Despite not recommending the vaccination programme for children, the JCVI said that it was not in the committee’s “remit to consider the wider societal impacts of vaccination, including educational benefits.”

The question of vaccinating the young in Britain has been contentious, with a study in July finding that children represented only 0.005 per cent of all coronavirus deaths in the UK. At the time of the study, only 25 children had died since the beginning of the pandemic, 19 of whom had underlying health conditions.

One of the researchers in the study, Imperial College’s Dr Elizabeth Whittaker said: “This data would suggest you have to have a very low risk of the vaccine to justify giving it to all healthy children.”
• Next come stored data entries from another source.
//! Router configuration.
//!
//! This module sets up the Axum router with all routes and middleware.

use std::sync::Arc;
use std::time::Duration;

use axum::routing::{get, post};
use axum::Router;
use tower::limit::ConcurrencyLimitLayer;
use tower_http::cors::{Any, CorsLayer};
use tower_http::limit::RequestBodyLimitLayer;
use tower_http::timeout::TimeoutLayer;
use tower_http::trace::TraceLayer;

use crate::handlers::{accounts, health, summary, transactions};
use crate::state::AppState;

/// Create the service router with all routes and middleware.
///
/// # Routes
///
/// ## Public
/// - `GET /health` - Health check
///
/// ## Accounts
/// - `POST /accounts` - Open an account
/// - `GET /accounts` - List live accounts
/// - `GET /accounts/:account_no` - Get an account
/// - `DELETE /accounts/:account_no` - Delete an account
/// - `GET /accounts/:account_no/balance` - Current balance
///
/// ## Money movement
/// - `POST /accounts/:account_no/deposit` - Deposit
/// - `POST /accounts/:account_no/withdraw` - Withdraw
/// - `GET /accounts/:account_no/transactions` - History, newest first
///
/// ## Reporting
/// - `GET /summary` - Ledger-wide totals
pub fn create_router(state: AppState) -> Router {
    // Extract config values before moving state
    let cors_origins = state.config.cors_origins.clone();
    let max_body_bytes = state.config.max_body_bytes;
    let request_timeout_seconds = state.config.request_timeout_seconds;
    let max_concurrent_requests = state.config.max_concurrent_requests.max(1);

    let cors = build_cors_layer(&cors_origins);

    let state = Arc::new(state);

    let api_routes = Router::new()
        .route(
            "/accounts",
            post(accounts::open_account).get(accounts::list_accounts),
        )
        .route(
            "/accounts/:account_no",
            get(accounts::get_account).delete(accounts::delete_account),
        )
        .route("/accounts/:account_no/balance", get(accounts::get_balance))
        .route("/accounts/:account_no/deposit", post(transactions::deposit))
        .route("/accounts/:account_no/withdraw", post(transactions::withdraw))
        .route(
            "/accounts/:account_no/transactions",
            get(transactions::list_transactions),
        )
        .route("/summary", get(summary::get_summary))
        .layer(ConcurrencyLimitLayer::new(max_concurrent_requests));

    Router::new()
        // Health (public, no concurrency limit)
        .route("/health", get(health::health))
        .merge(api_routes)
        // Global middleware
        .layer(TraceLayer::new_for_http())
        .layer(cors)
        .layer(RequestBodyLimitLayer::new(max_body_bytes))
        .layer(TimeoutLayer::new(Duration::from_secs(
            request_timeout_seconds,
        )))
        .with_state(state)
}

/// Build the CORS layer from configured origins.
fn build_cors_layer(origins: &[String]) -> CorsLayer {
    if origins.iter().any(|o| o == "*") {
        CorsLayer::new()
            .allow_origin(Any)
            .allow_methods(Any)
            .allow_headers(Any)
    } else {
        let origins: Vec<_> = origins.iter().filter_map(|o| o.parse().ok()).collect();

        CorsLayer::new()
            .allow_origin(origins)
            .allow_methods(Any)
            .allow_headers(Any)
    }
}
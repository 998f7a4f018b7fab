//! Bank Ledger Client SDK.
//!
//! This crate provides a typed client for the bank-ledger HTTP API.
//!
//! # Example
//!
//! ```no_run
//! use bank_ledger_client::{BankLedgerClient, OpenAccountRequest};
//! use rust_decimal::Decimal;
//!
//! # async fn example() -> Result<(), bank_ledger_client::ClientError> {
//! let client = BankLedgerClient::new("http://localhost:8080")?;
//!
//! client
//!     .open_account(&OpenAccountRequest {
//!         account_no: "123456".to_string(),
//!         name: "Jane Doe".to_string(),
//!         initial_balance: Decimal::new(10000, 2),
//!     })
//!     .await?;
//!
//! let account = client.deposit("123456", Decimal::new(5000, 2)).await?;
//! println!("New balance: {}", account.balance_formatted);
//! # Ok(())
//! # }
//! ```

#![forbid(unsafe_code)]
#![warn(missing_docs)]
#![warn(clippy::all)]
#![warn(clippy::pedantic)]

mod client;
mod error;
mod types;

pub use client::{BankLedgerClient, ClientOptions};
pub use error::ClientError;
pub use types::*;
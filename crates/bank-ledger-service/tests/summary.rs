//! Ledger summary integration tests.

mod common;

use common::TestHarness;

#[tokio::test]
async fn summary_of_empty_ledger() {
    let harness = TestHarness::new();

    let response = harness.server.get("/summary").await;

    response.assert_status_ok();
    let body: serde_json::Value = response.json();
    assert_eq!(body["total_accounts"], 0);
    assert_eq!(body["total_balance_cents"], 0);
    assert_eq!(body["transaction_count"], 0);
}

#[tokio::test]
async fn summary_includes_deleted_account_activity() {
    let harness = TestHarness::new();
    harness.open_account("111111", "Abe", 100.0).await;
    harness.open_account("222222", "Bea", 300.0).await;
    harness.withdraw("222222", 50.0).await.assert_status_ok();
    harness
        .server
        .delete("/accounts/111111")
        .await
        .assert_status_ok();

    let response = harness.server.get("/summary").await;

    response.assert_status_ok();
    let body: serde_json::Value = response.json();
    assert_eq!(body["total_accounts"], 1);
    assert_eq!(body["total_balance_cents"], 25_000);
    assert_eq!(body["total_balance"], 250.0);
    assert_eq!(body["total_deposited_cents"], 40_000);
    assert_eq!(body["total_withdrawn_cents"], 5_000);
    assert_eq!(body["transaction_count"], 3);
}
//! Money helpers.
//!
//! Amounts are accepted as [`Decimal`] and converted to integer cents exactly
//! once, rounding half away from zero. Everything past that boundary is `i64`
//! arithmetic.

use rust_decimal::prelude::ToPrimitive;
use rust_decimal::{Decimal, RoundingStrategy};

use crate::error::{LedgerError, Result};

/// Minimum opening balance ($100.00), compared against the requested amount.
pub const MIN_OPENING_BALANCE: Decimal = Decimal::ONE_HUNDRED;

/// Round an amount to 2 decimal places and convert it to cents.
///
/// # Errors
///
/// Returns `LedgerError::InvalidAmount` if the amount does not fit in `i64` cents.
pub fn to_cents(amount: Decimal) -> Result<i64> {
    amount
        .round_dp_with_strategy(2, RoundingStrategy::MidpointAwayFromZero)
        .checked_mul(Decimal::ONE_HUNDRED)
        .and_then(|cents| cents.to_i64())
        .ok_or_else(|| LedgerError::InvalidAmount(format!("{amount} is out of range")))
}

/// Smallest whole number of cents that covers `amount`.
///
/// Used to report what a rejected request needed; saturates at `i64::MAX`.
pub(crate) fn cents_covering(amount: Decimal) -> i64 {
    amount
        .round_dp_with_strategy(2, RoundingStrategy::AwayFromZero)
        .checked_mul(Decimal::ONE_HUNDRED)
        .and_then(|cents| cents.to_i64())
        .unwrap_or(i64::MAX)
}

/// Exact decimal value of a cent count.
#[must_use]
pub fn cents_to_decimal(cents: i64) -> Decimal {
    Decimal::new(cents, 2)
}

/// Convert cents to a floating-point amount for display on the wire.
#[must_use]
#[allow(clippy::cast_precision_loss)]
pub fn cents_to_f64(cents: i64) -> f64 {
    cents as f64 / 100.0
}

/// Format cents as a dollar string, e.g. `$150.00`.
#[must_use]
pub fn format_cents(cents: i64) -> String {
    let sign = if cents < 0 { "-" } else { "" };
    let abs = cents.unsigned_abs();
    format!("{sign}${}.{:02}", abs / 100, abs % 100)
}
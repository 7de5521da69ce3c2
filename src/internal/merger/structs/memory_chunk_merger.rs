use std::path::Path;
use std::sync::{Mutex, PoisonError};

use async_trait::async_trait;
use bytes::Bytes;
use tracing::{debug, info};

use crate::internal::chunk::structs::Chunk;
use crate::internal::chunk::traits::{ChunkDownloader, ChunkDownloaderFactory};
use crate::internal::config::structs::DownloadConfiguration;
use crate::internal::merger::functions::drive_chunks::{drive_chunks, expected_total};
use crate::internal::merger::functions::prepare_destination::{
    prepare_destination, Destination,
};
use crate::internal::merger::traits::ChunkMerger;
use crate::internal::sink::structs::ConcurrentWriteSink;

use super::merge_error::MergeError;

/// 在内存中拼装产物；全部分片完成后一次写出目标文件，产物字节可通过
/// [`take_merged`](Self::take_merged) 取回。
pub struct MemoryChunkMerger<F> {
    config: DownloadConfiguration,
    factory: F,
    merged: Mutex<Option<Bytes>>,
}

impl<F> MemoryChunkMerger<F>
where
    F: ChunkDownloaderFactory,
{
    pub fn new(config: DownloadConfiguration, factory: F) -> Self {
        Self {
            config,
            factory,
            merged: Mutex::new(None),
        }
    }

    /// 取走最近一次成功合并的产物。
    pub fn take_merged(&self) -> Option<Bytes> {
        self.merged
            .lock()
            .unwrap_or_else(PoisonError::into_inner)
            .take()
    }
}

#[async_trait]
impl<F> ChunkMerger for MemoryChunkMerger<F>
where
    F: ChunkDownloaderFactory,
{
    fn configuration(&self) -> &DownloadConfiguration {
        &self.config
    }

    fn chunk_downloader(&self, chunk: &Chunk) -> Box<dyn ChunkDownloader> {
        self.factory.create(chunk)
    }

    async fn merge_chunks(&self, chunks: &mut [Chunk], target: &Path) -> Result<(), MergeError> {
        let total = expected_total(chunks)?;
        info!(
            path = %target.display(),
            chunks = chunks.len(),
            total,
            "开始合并分片（内存）"
        );

        let destination = prepare_destination(target).await?;

        // 内存缓冲每次都从空开始，之前完成的分片也必须重新下载
        let resumed = chunks.iter().filter(|c| c.position > 0).count();
        if resumed > 0 {
            debug!(resumed, "内存合并不支持续传，重置分片进度");
        }
        chunks.iter_mut().for_each(Chunk::clear);

        let sink = ConcurrentWriteSink::in_memory(self.config.sink.clone());

        let content = match drive_chunks(self, chunks, &sink).await {
            Ok(()) => sink.read_all().await.map_err(MergeError::from),
            Err(e) => Err(e),
        };
        let closed = sink.close().await;
        let content = content?;
        closed?;

        let actual = content.len() as u64;
        if actual != total {
            return Err(MergeError::IncompleteArtifact {
                expected: total,
                actual,
            });
        }

        if let Destination::File(path) = destination {
            tokio::fs::write(&path, &content)
                .await
                .map_err(MergeError::WriteDestination)?;
        }

        *self.merged.lock().unwrap_or_else(PoisonError::into_inner) = Some(content);
        info!(path = %target.display(), total, "分片合并完成");
        Ok(())
    }
}
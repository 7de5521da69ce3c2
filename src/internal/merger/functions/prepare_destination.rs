use std::path::{Path, PathBuf};

use tracing::warn;

use crate::internal::merger::structs::MergeError;

pub(crate) enum Destination {
    File(PathBuf),
    /// 路径没有目录部分
    Null,
}

/// 创建目标目录（含所有上级目录）。
pub(crate) async fn prepare_destination(target: &Path) -> Result<Destination, MergeError> {
    let directory = match target.parent() {
        Some(dir) if !dir.as_os_str().is_empty() => dir,
        _ => {
            warn!(
                path = %target.display(),
                "目标路径没有目录部分，写入将被丢弃"
            );
            return Ok(Destination::Null);
        }
    };

    tokio::fs::create_dir_all(directory)
        .await
        .map_err(MergeError::CreateDestination)?;

    Ok(Destination::File(target.to_path_buf()))
}
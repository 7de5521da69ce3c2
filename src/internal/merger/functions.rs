pub(crate) mod drive_chunks;
pub(crate) mod prepare_destination;
//! 测试模块入口：公共逻辑在 `lib` 子模块，各领域测试在 `internal`。

#[cfg(test)]
pub use lib::*;
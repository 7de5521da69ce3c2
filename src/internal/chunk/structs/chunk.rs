use std::time::Duration;

use serde::{Deserialize, Serialize};

use crate::internal::config::structs::DownloadConfiguration;

/// 资源中的一段闭区间 `[start, end]`。
///
/// 由分片器创建，创建时从配置拷贝重试次数与超时；之后只有外部分片下载器会修改
/// `position` 与 `failover_count`。分片本身不持有任何缓冲区。
#[derive(Debug, Clone, PartialEq, Eq, Serialize, Deserialize)]
pub struct Chunk {
    /// 分片序号，从 0 开始
    pub id: usize,
    pub start: u64,
    /// 闭区间上界
    pub end: u64,
    /// 已收到的字节数（相对 start）
    pub position: u64,
    pub max_try_again_on_failover: u32,
    pub failover_count: u32,
    pub timeout: Duration,
}

impl Chunk {
    pub fn new(id: usize, start: u64, end: u64) -> Self {
        Self {
            id,
            start,
            end,
            position: 0,
            max_try_again_on_failover: 0,
            failover_count: 0,
            timeout: Duration::ZERO,
        }
    }

    /// 写入共享配置中的重试次数与超时。
    pub fn stamped(mut self, config: &DownloadConfiguration) -> Self {
        self.max_try_again_on_failover = config.max_try_again_on_failover;
        self.timeout = config.timeout;
        self
    }

    pub fn length(&self) -> u64 {
        self.end - self.start + 1
    }

    /// 下一个待写字节的绝对偏移。
    pub fn write_offset(&self) -> u64 {
        self.start + self.position
    }

    pub fn remaining(&self) -> u64 {
        self.length().saturating_sub(self.position)
    }

    pub fn is_download_completed(&self) -> bool {
        self.position == self.length()
    }

    /// 记录新收到的字节，不会超过分片长度。
    pub fn add_position(&mut self, received: u64) {
        self.position = (self.position + received).min(self.length());
    }

    /// 消耗一次重试机会；返回 `false` 表示预算已用完。
    pub fn can_try_again_on_failover(&mut self) -> bool {
        if self.failover_count < self.max_try_again_on_failover {
            self.failover_count += 1;
            true
        } else {
            false
        }
    }

    /// 清空进度与重试计数。
    pub fn clear(&mut self) {
        self.position = 0;
        self.failover_count = 0;
    }
}
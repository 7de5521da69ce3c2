pub mod chunk_merger;

pub use chunk_merger::ChunkMerger;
As with most decisions surrounding the coronavirus, Prime Minister Boris Johnson’s government has expressed conflicting opinions on which way to go, and in this case over whether children will be able to have the vaccine without the consent of their parents.

However, last week Health Secretary Sajid Javid said that children will ultimately be given the final decision, saying: “We’re going to ask all parents for consent… If they don’t give consent.. and there’s a difference of opinion between the child and the parent, then we have specialists that work in this area in the school’s vaccination service that would usually sit down with the parent and child and try to reach some kind of consensus.

“If ultimately that doesn’t work, as long as we believe the child is competent enough to make this decision, then the child’s will will prevail.”

The vaccination of 12 to 15-year-olds has been championed by ‘Professor Lockdown’ Neil Ferguson, who said on Monday that it should be the top priority for the British government heading into the winter months.

The Imperial College London epidemiologist — who resigned in disgrace from his government advisory position last year after breaking his own lockdown rules to meet with his married lover, only to be later rehired by the Boris Johnson government — urged the government to press on with vaccinating 12 to 15-year-old children.

Speaking with the BBC Radio 4’s Today programme, Prof Ferguson said that vaccinating the young should be the “initial priority, just because it’s going to take six to eight weeks to starting before those teenagers have had two doses.”

The controversial professor continued by noting that other European nations, such as France, Ireland, Italy, Portugal, and Spain “have got higher vaccination levels than us and that’s largely because they have rolled out vaccination of 12- to 15-year-olds faster than us.

Last month, Ferguson was forced to admit that his prediction of a summer wave of the Chinese coronavirus had been “off”. The disgraced professor’s dire warnings at the beginning of the pandemic — forecasting up to 510,000 deaths in the UK if the government didn’t lock down the country — were seen as instrumental in implementing lockdowns throughout the world.